Griz747 wrote:according to the vial my actives are Alprostadil 6.51 micrograms/ml Papavenne 17.73 miligrams/ml and Phentolamine Mesylate 0.5907 miligrams/ml
Not sure if this is a strong mix. Went up to 30 units and must of missed cause nothing. I would of thought of my being an EMT in the army would of helped me get the injection right. Life goes on
No, it is the opposite of "strong".
Your mix is unfortunately comically weak and it leads me to question your physician's knowledge base on injections (or, their assertiveness/confidence). Or both.
I'm not sure if you've posted prior explaining your process with your physician and what that dialogue has been like, and - critically - what your physician's particular experience and comfort levels are with injectable ED drugs...but before you resign yourself to injections not working as you'd like them to work, please set aside some time and really read through posts here relating to dosing and the blends of drug guys use. There is an encyclopedic treasure trove of information and experiences. Set aside a couple hours, take notes, and get back with your physician ASAP with the goal of identifying a proper starting dose and a reasonable step-wise approach to titrating you up to the drug concentration and drug volumes which will give you your desired effect. Not your
physician's desired effect. Yours.
Below was my 9 year trajectory with TriMix. And while I ultimately walked away from injections and went implant last year, I had almost a decade of success with TriMix. Over 7 of those years was pure superman stuff - ridiculous steel bar hardons which went forever. The kind of hardness and duration that, unless you experience it, is really difficult to believe possible and difficult to even adequately explain.
Consider the following:
Papaverine / Phentolamine / Prostaglandin (Alprostadil)mix #5: 30mg 1mg 10 mcg's - my starter dose
mix #8: 30mg 2mg 20 mcg's
mix #9: 30mg 4mg 40 mcg's
mix #13: 30mg 6mg 60 mcg's
mix #16: 30mg 6mg 100 mcg's
I think you'll usually see the three drugs expressed in the above order on most vials (alphabetical by default).
Your so-called starter dose is, roughly, half what I started on. Everyone is different, of course, and your mileage will vary compared to mine and everyone else's for that matter.
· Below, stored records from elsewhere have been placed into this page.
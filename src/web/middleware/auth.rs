//! Bearer token authentication.
//!
//! [`token_auth`] puts the shared [`TokenService`] into request extensions;
//! the extractors below read the `Authorization: Bearer` header and verify
//! the token for the identity class they stand for.

use axum::{
    async_trait,
    body::Body,
    extract::FromRequestParts,
    http::{request::Parts, Request},
    middleware::Next,
    response::Response,
};
use axum_extra::{
    headers::{authorization::Bearer, Authorization},
    TypedHeader,
};
use std::sync::Arc;

use crate::auth::{Identity, IdentityClass, TokenService, TokenType};
use crate::web::error::ApiError;

async fn bearer_token<S>(parts: &mut Parts, state: &S) -> Result<String, ApiError>
where
    S: Send + Sync,
{
    let TypedHeader(Authorization(bearer)) =
        TypedHeader::<Authorization<Bearer>>::from_request_parts(parts, state)
            .await
            .map_err(|_| ApiError::unauthorized("Missing authorization"))?;
    Ok(bearer.token().to_string())
}

fn token_service(parts: &Parts) -> Result<Arc<TokenService>, ApiError> {
    parts
        .extensions
        .get::<Arc<TokenService>>()
        .cloned()
        .ok_or_else(|| ApiError::internal("Token service not configured"))
}

/// Verify the bearer access token, optionally for a specific class.
async fn authenticate<S>(
    parts: &mut Parts,
    state: &S,
    class: Option<IdentityClass>,
) -> Result<Identity, ApiError>
where
    S: Send + Sync,
{
    let token = bearer_token(parts, state).await?;
    let tokens = token_service(parts)?;

    let result = match class {
        Some(class) => tokens.verify(&token, TokenType::Access, class),
        None => tokens.verify_any(&token, TokenType::Access),
    };

    result.map_err(|e| {
        tracing::debug!("Token rejected: {}", e);
        ApiError::from(e)
    })
}

/// Authenticated student.
#[derive(Debug, Clone, Copy)]
pub struct StudentAuth {
    /// Student ID.
    pub user_id: i64,
    /// Student's jins (gender) ID.
    pub jins_id: i64,
}

#[async_trait]
impl<S> FromRequestParts<S> for StudentAuth
where
    S: Send + Sync,
{
    type Rejection = ApiError;

    async fn from_request_parts(parts: &mut Parts, state: &S) -> Result<Self, Self::Rejection> {
        match authenticate(parts, state, Some(IdentityClass::Student)).await? {
            Identity::Student { user_id, jins_id } => Ok(Self { user_id, jins_id }),
            _ => Err(ApiError::forbidden("Student access required")),
        }
    }
}

/// Authenticated renter.
#[derive(Debug, Clone, Copy)]
pub struct RenterAuth {
    /// Renter ID.
    pub renter_id: i64,
}

#[async_trait]
impl<S> FromRequestParts<S> for RenterAuth
where
    S: Send + Sync,
{
    type Rejection = ApiError;

    async fn from_request_parts(parts: &mut Parts, state: &S) -> Result<Self, Self::Rejection> {
        match authenticate(parts, state, Some(IdentityClass::Renter)).await? {
            Identity::Renter { renter_id } => Ok(Self { renter_id }),
            _ => Err(ApiError::forbidden("Renter access required")),
        }
    }
}

/// Authenticated staff member.
#[derive(Debug, Clone, Copy)]
pub struct StaffAuth {
    /// Staff ID.
    pub stuff_id: i64,
    /// Staff role ID.
    pub role_id: i64,
}

#[async_trait]
impl<S> FromRequestParts<S> for StaffAuth
where
    S: Send + Sync,
{
    type Rejection = ApiError;

    async fn from_request_parts(parts: &mut Parts, state: &S) -> Result<Self, Self::Rejection> {
        match authenticate(parts, state, Some(IdentityClass::Staff)).await? {
            Identity::Staff { stuff_id, role_id } => Ok(Self { stuff_id, role_id }),
            _ => Err(ApiError::forbidden("Staff access required")),
        }
    }
}

/// Any authenticated identity.
#[derive(Debug, Clone, Copy)]
pub struct AnyAuth(pub Identity);

#[async_trait]
impl<S> FromRequestParts<S> for AnyAuth
where
    S: Send + Sync,
{
    type Rejection = ApiError;

    async fn from_request_parts(parts: &mut Parts, state: &S) -> Result<Self, Self::Rejection> {
        authenticate(parts, state, None).await.map(AnyAuth)
    }
}

/// Middleware function to inject the token service into request extensions.
pub async fn token_auth(
    tokens: Arc<TokenService>,
    mut request: Request<Body>,
    next: Next,
) -> Response {
    request.extensions_mut().insert(tokens);
    next.run(request).await
}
So I'm just sharing this with you so you can scrutinize and consider...at least directionally...whether your physician is or is not familiar enough and capable enough with managing TriMix to meet your needs and your expectations.
I was on my starter dose for several years, maybe around 4 years give or take. I began at 20-25 units and, over a prolonged period of time, with drug tolerance developing as it commonly does, I found I needed to work myself up to increasing volumes of this same starter mix in order to maintain the same effects. And the effects are glorious. Once you know what's possible...you cannot
un-know it. You'll very much want the magic hardons you've now been experiencing.
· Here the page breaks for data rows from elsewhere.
//! Staff moderation listings.

use axum::{
    extract::{Query, State},
    Json,
};
use std::sync::Arc;

use crate::db::{Renter, RenterRepository, Student, StudentRepository};
use crate::web::dto::{PaginatedResponse, PaginationQuery};
use crate::web::error::ApiError;
use crate::web::handlers::AppState;
use crate::web::middleware::StaffAuth;

/// GET /staff/renters - Paginated renters.
#[utoipa::path(
    get,
    path = "/staff/renters",
    tag = "staff",
    params(PaginationQuery),
    responses(
        (status = 200, description = "Renters page", body = Vec<Renter>),
        (status = 401, description = "Unauthorized"),
        (status = 403, description = "Not staff")
    ),
    security(
        ("bearer_auth" = [])
    )
)]
pub async fn list_renters(
    State(state): State<Arc<AppState>>,
    _auth: StaffAuth,
    Query(pagination): Query<PaginationQuery>,
) -> Result<Json<PaginatedResponse<Renter>>, ApiError> {
    let repo = RenterRepository::new(state.db.pool());
    let limit = pagination.limit();

    let renters = repo
        .list(i64::from(limit), pagination.offset())
        .await?;
    let total = repo.count().await?;

    Ok(Json(PaginatedResponse::new(
        renters,
        pagination.page.max(1),
        limit,
        total.max(0) as u64,
    )))
}

/// GET /staff/students - Paginated students.
#[utoipa::path(
    get,
    path = "/staff/students",
    tag = "staff",
    params(PaginationQuery),
    responses(
        (status = 200, description = "Students page", body = Vec<Student>),
        (status = 401, description = "Unauthorized"),
        (status = 403, description = "Not staff")
    ),
    security(
        ("bearer_auth" = [])
    )
)]
pub async fn list_students(
    State(state): State<Arc<AppState>>,
    _auth: StaffAuth,
    Query(pagination): Query<PaginationQuery>,
) -> Result<Json<PaginatedResponse<Student>>, ApiError> {
    let repo = StudentRepository::new(state.db.pool());
    let limit = pagination.limit();

    let students = repo
        .list(i64::from(limit), pagination.offset())
        .await?;
    let total = repo.count().await?;

    Ok(Json(PaginatedResponse::new(
        students,
        pagination.page.max(1),
        limit,
        total.max(0) as u64,
    )))
}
When I got to a full syringe (
100 units or 1ml) my physician, with the strong advice of my extremely competent compounding pharmacy, moved me up to the next mix. That next mix was double the phentolamine and double the alprostadil. So I started at
50 units. This takes some getting used to but if you think about it, a blend with double the drug concentration, given at 50 units, is equivalent to a dose that's half the concentration at twice the volume. Hope this makes sense. Starting below 50 units on the next mix would in this case have effectively delivered
less drug vs where I was at prior, which of course is nonsensical. I share this because, in the early going, I had an aggressive compounding pharmacist (a PharmD who was actually one of the pioneers of bringing TriMix to market...a guy who literally wrote and conducted the clinical trials) who had to school my urologist on relative potencies, etc.
Don't presume your doc, whether a urologist or primary care or endocrinologist or whomever...is necessarily blessed with some esoteric knowledge of how to effectively manage injections. My urologist at the beginning, after having what he said was a long conversation with my PharmD, told me he was blown away by the level of knowledge from the pharmacy and by what he...the urologist...had learned. And while I'm not with that urologist any longer, I give him credit because no part of me believes that most physician specialists will easily or openly acknowledge that a pharmacist taught them something.
So please...make sure you really get up to speed with as much information as you can...and then, armed with tangible information and with diligent notes...challenge your doc. Be aware that he or she is unlikely to enjoy being challenged. That is not in their DNA, most of them. But you are entitled to a robust, open dialogue with your physician. If they behave in a way which is contrary to an open, constructive dialogue...find a new doc with haste. There are docs out there who really know their shit with this stuff, and I just advise you to not spin your wheels with someone who lacks either the requisite confidence or the required knowledge to drive you forward to your goals.
If you would find value in connecting with my prior pharmacy/pharmacists, send me a message and I'll connect you.
Good luck. Press on. Push your doc hard.